Hate Crime...or Love Crime?

Earlier this week, reporters were told that a local gay man was victimized by a brutal hate crime--repeatedly run over by a car. It was a compelling story that now seems increasingly questionable.

What we do know is this: At about 4 am Sunday, Timothy S. Lee, 24, was the victim of a hit-and-run near the corner of Southwest 26th Avenue and Barbur Boulevard, shattering his legs.

A friend, Bryson Lafferty, sent an email to local TV stations saying that Lee, who is gay, was the victim of a bias crime. Lafferty, who had spoken to Lee at the hospital, repeated this allegation when contacted by WW Monday.

Lee had been at a charity street party in North Portland called Prison Camp 2002 Saturday night and was still dressed as a guard when he was run over. Lafferty says Lee told him he exchanged words with a group of three young men and a woman in a gold sedan, who called him a "fag" before running him over at least twice.

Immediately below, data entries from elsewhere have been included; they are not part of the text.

use std::path::PathBuf;

pub type Result<T> = std::result::Result<T, FindStringError>;

/// Fatal conditions detected before or while setting up a scan
#[derive(thiserror::Error, Debug)]
pub enum FindStringError {
    #[error("The {name} utility is not installed at {}\nPlease run: {hint}", .path.display())]
    MissingTool {
        name: &'static str,
        path: PathBuf,
        hint: &'static str,
    },
    #[error("Cannot enumerate directory {}: no such file or directory", .0.display())]
    DirectoryNotFound(PathBuf),
    #[error("Cannot enumerate directory {}: not a directory", .0.display())]
    NotADirectory(PathBuf),
    #[error("Cannot enumerate directory {}: {source}", .path.display())]
    Unreadable {
        path: PathBuf,
        source: std::io::Error,
    },
    #[error("Command not found: {}", .0.display())]
    CommandNotFound(PathBuf),
    #[error("{0}")]
    IOError(#[from] std::io::Error),
}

"The only way we're going to bring these people to justice is to get some publicity," Lafferty told WW.

Lee, contacted in his hospital room, partially confirmed the story before he had to get off the line so his nurse could tend to him. "It was a hate crime, and I was run over with a car," he said.

The police, however, don't know what to think. According to public information officer Sgt. Brian Schmautz, Lee told officers who responded to his 911 call that his boyfriend ran him over.

Sources identified Lee's boyfriend as Jim Feild, a 46-year-old home remodeler who is prominent in Portland's gay community and co-organized Prison Camp 2002.

Contacted by WW and told that Lee had reportedly told police he was hit by his boyfriend, Feild responded by saying, "Well, who did he identify as that person?" (Police did not say whether Lee named Feild.)

Feild said he had last seen Lee that night at 2:30 am. As for the hit-and-run, he said, "I don't know anything about what happened."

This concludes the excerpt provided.